Porém, n'esta noite da desgraça alvorejou uma aurora de esperança.
Em 1640 foi acclamado rei portuguez. Sebastião Gomes, com bom fundamento, imaginou-se chamado á patria e reintegrado nos bens que Philippe II lhe confiscára.
Assim que chegou a Paris D. Francisco de Mello, primeiro embaixador de D. João IV, Gomes de Vasconcellos apresentou-se-lhe. O embaixador abraçou o ancião, dizendo que não esperava encontrar n'este mundo um irmão do heroico Scipião de Figueiredo, cujo nome ainda soava em Portugal gloriosamente. Perguntou-lhe o velho se seria licito esperar que el-rei de Portugal lhe permittisse voltar á patria e apossar-se dos seus bens. Respondeu D. Francisco de Mello que era illicito duvidar da justiça e probidade d'el-rei. Grandes jubilos no seio d'aquella pobre familia!

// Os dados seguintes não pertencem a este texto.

use crate::hero::Shared;
use std::cell::Cell;
use std::rc::Weak;
use wasm_bindgen::closure::Closure;
use wasm_bindgen::JsCast;
use web_sys as web;

/// One pending `requestAnimationFrame` at most. The tick closure holds a weak
/// handle so a torn-down effect drops even if a frame is still queued.
pub struct FrameLoop {
    handle: Cell<Option<i32>>,
    tick: Closure<dyn FnMut(f64)>,
}

impl FrameLoop {
    pub fn new(shared: Weak<Shared>) -> Self {
        let tick = Closure::wrap(Box::new(move |ts: f64| {
            if let Some(shared) = shared.upgrade() {
                shared.on_frame(ts);
            }
        }) as Box<dyn FnMut(f64)>);
        Self {
            handle: Cell::new(None),
            tick,
        }
    }

    #[inline]
    pub fn is_pending(&self) -> bool {
        self.handle.get().is_some()
    }

    /// Returns `false` when no frame is pending afterwards.
    pub fn schedule(&self) -> bool {
        if self.is_pending() {
            return true;
        }
        let Some(w) = web::window() else {
            return false;
        };
        match w.request_animation_frame(self.tick.as_ref().unchecked_ref()) {
            Ok(id) => {
                self.handle.set(Some(id));
                true
            }
            Err(e) => {
                log::warn!("requestAnimationFrame failed: {:?}", e);
                false
            }
        }
    }

    /// The pending frame is running; a new one may be requested.
    #[inline]
    pub fn fired(&self) {
        self.handle.set(None);
    }

    pub fn cancel(&self) {
        if let Some(id) = self.handle.take() {
            if let Some(w) = web::window() {
                _ = w.cancel_animation_frame(id);
            }
        }
    }
}
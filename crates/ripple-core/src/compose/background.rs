//! Procedural hero background: a vertical base gradient plus three soft radial
//! glows, one palette per theme mode.

use super::theme::ThemeMode;

#[derive(Clone, Copy, Debug, PartialEq)]
pub struct Rgba {
    pub r: u8,
    pub g: u8,
    pub b: u8,
    pub a: f32,
}

impl Rgba {
    pub const fn rgb(r: u8, g: u8, b: u8) -> Self {
        Self { r, g, b, a: 1.0 }
    }

    pub const fn rgba(r: u8, g: u8, b: u8, a: f32) -> Self {
        Self { r, g, b, a }
    }

    pub fn to_css(&self) -> String {
        if self.a >= 1.0 {
            format!("rgb({}, {}, {})", self.r, self.g, self.b)
        } else {
            format!("rgba({}, {}, {}, {})", self.r, self.g, self.b, self.a)
        }
    }
}

#[derive(Clone, Copy, Debug, PartialEq)]
pub struct ColorStop {
    pub offset: f32,
    pub color: Rgba,
}

const fn stop(offset: f32, color: Rgba) -> ColorStop {
    ColorStop { offset, color }
}

/// Radial glow squashed into an ellipse. Positions and radii are fractions of
/// the logical canvas size.
#[derive(Clone, Copy, Debug, PartialEq)]
pub struct Glow {
    pub cx: f32,
    pub cy: f32,
    pub rx: f32,
    pub ry: f32,
    pub stops: &'static [ColorStop],
}

/// Glow resolved to logical pixels.
#[derive(Clone, Copy, Debug, PartialEq)]
pub struct RadialEllipse {
    pub cx: f32,
    pub cy: f32,
    pub rx: f32,
    pub ry: f32,
    pub stops: &'static [ColorStop],
}

impl Glow {
    pub fn resolve(&self, width: f32, height: f32) -> RadialEllipse {
        RadialEllipse {
            cx: width * self.cx,
            cy: height * self.cy,
            rx: width * self.rx,
            ry: height * self.ry,
            stops: self.stops,
        }
    }
}

pub struct Palette {
    pub base: &'static [ColorStop],
    pub glows: [Glow; 3],
}

pub static LIGHT: Palette = Palette {
    base: &[
        stop(0.0, Rgba::rgb(233, 240, 241)),
        stop(0.62, Rgba::rgb(224, 233, 235)),
        stop(1.0, Rgba::rgb(215, 226, 228)),
    ],
    glows: [
        Glow {
            cx: 0.88,
            cy: 0.12,
            rx: 0.55,
            ry: 0.44,
            stops: &[
                stop(0.0, Rgba::rgba(123, 170, 214, 0.2)),
                stop(0.74, Rgba::rgba(123, 170, 214, 0.0)),
            ],
        },
        Glow {
            cx: 0.1,
            cy: 0.1,
            rx: 0.55,
            ry: 0.44,
            stops: &[
                stop(0.0, Rgba::rgba(60, 197, 194, 0.16)),
                stop(0.74, Rgba::rgba(60, 197, 194, 0.0)),
            ],
        },
        Glow {
            cx: 0.5,
            cy: 0.46,
            rx: 0.92,
            ry: 0.6,
            stops: &[
                stop(0.0, Rgba::rgba(160, 202, 232, 0.38)),
                stop(0.34, Rgba::rgba(196, 222, 239, 0.28)),
                stop(0.56, Rgba::rgba(223, 234, 236, 0.14)),
                stop(0.74, Rgba::rgba(223, 234, 236, 0.0)),
            ],
        },
    ],
};

pub static DARK: Palette = Palette {
    base: &[
        stop(0.0, Rgba::rgb(13, 14, 35)),
        stop(0.62, Rgba::rgb(9, 11, 30)),
        stop(1.0, Rgba::rgb(3, 8, 19)),
    ],
    glows: [
        Glow {
            cx: 0.88,
            cy: 0.12,
            rx: 0.55,
            ry: 0.44,
            stops: &[
                stop(0.0, Rgba::rgba(84, 164, 224, 0.14)),
                stop(0.74, Rgba::rgba(84, 164, 224, 0.0)),
            ],
        },
        Glow {
            cx: 0.1,
            cy: 0.1,
            rx: 0.55,
            ry: 0.44,
            stops: &[
                stop(0.0, Rgba::rgba(46, 99, 183, 0.2)),
                stop(0.74, Rgba::rgba(46, 99, 183, 0.0)),
            ],
        },
        Glow {
            cx: 0.5,
            cy: 0.46,
            rx: 0.92,
            ry: 0.6,
            stops: &[
                stop(0.0, Rgba::rgba(126, 89, 212, 0.34)),
                stop(0.34, Rgba::rgba(80, 55, 164, 0.24)),
                stop(0.56, Rgba::rgba(30, 28, 65, 0.1)),
                stop(0.74, Rgba::rgba(6, 12, 26, 0.0)),
            ],
        },
    ],
};

#[inline]
pub fn palette(mode: ThemeMode) -> &'static Palette {
    match mode {
        ThemeMode::Light => &LIGHT,
        ThemeMode::Dark => &DARK,
    }
}

#[cfg(test)]
mod tests {
    use super::*;

    #[test]
    fn css_formatting() {
        assert_eq!(Rgba::rgb(3, 8, 19).to_css(), "rgb(3, 8, 19)");
        assert_eq!(Rgba::rgba(46, 99, 183, 0.2).to_css(), "rgba(46, 99, 183, 0.2)");
        assert_eq!(Rgba::rgba(6, 12, 26, 0.0).to_css(), "rgba(6, 12, 26, 0)");
    }

    #[test]
    fn stops_are_ordered() {
        for p in [&LIGHT, &DARK] {
            assert!(p.base.windows(2).all(|w| w[0].offset <= w[1].offset));
            for g in &p.glows {
                assert!(g.stops.windows(2).all(|w| w[0].offset <= w[1].offset));
            }
        }
    }
}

Escreveu o embaixador para o reino aos seus amigos mais conjuntos do monarcha. Todos, á uma, lhe responderam que o rei faria justiça.
Pactuaram logo sahirem juntos para Portugal; mas como D. Francisco tivesse um filho enfermo, demorou-se; e, quando o filho convalescia, teve de seguir o rei de França a Compiegne, e deixou o filho entregue aos cuidados de Gomes de Vasconcellos.
O rapaz tinha vinte e dous annos, era até certo ponto aparvalhado, fôra educado portuguezmente, não tinha a minima pratica de sala, e não sabia palavra da lingua franceza.
Com o fim de o recrear nos desalentos da convalecença, Gomes de Figueiredo levou-lhe a casa a filha, que era bella, e mais algumas amigas de mademoiselle Vasconcellos—moças garridas, buliçosas, desenxovalhadas, francezas desde as plumas até ao talão—cousas gentilmente satanicas que se pareciam tanto com as damas de Lisboa como elle com os estouvados de Paris.
Assim que lhe entraram ao quarto, o rapaz, que as não percebia, contemplou-as com a mais sincera cara de tolo, não obstante ser prevenido da visita. Il ne laissa pas de paroître déconcerté—diz mad. de Sainctonge, a filha da gentil Vasconcellos—elles en attribuerent la cause au peu d'habitude qu'il a voit de voir des femmes.
Mas habituou-se logo; o amor ensinou-lhe tudo, sem excepção do francez. Por essa occasião lhe disse o velho:
—Este modo de viver francez deve ser estranho a um moço de paiz onde os homens não tem a menor convivencia com as senhoras.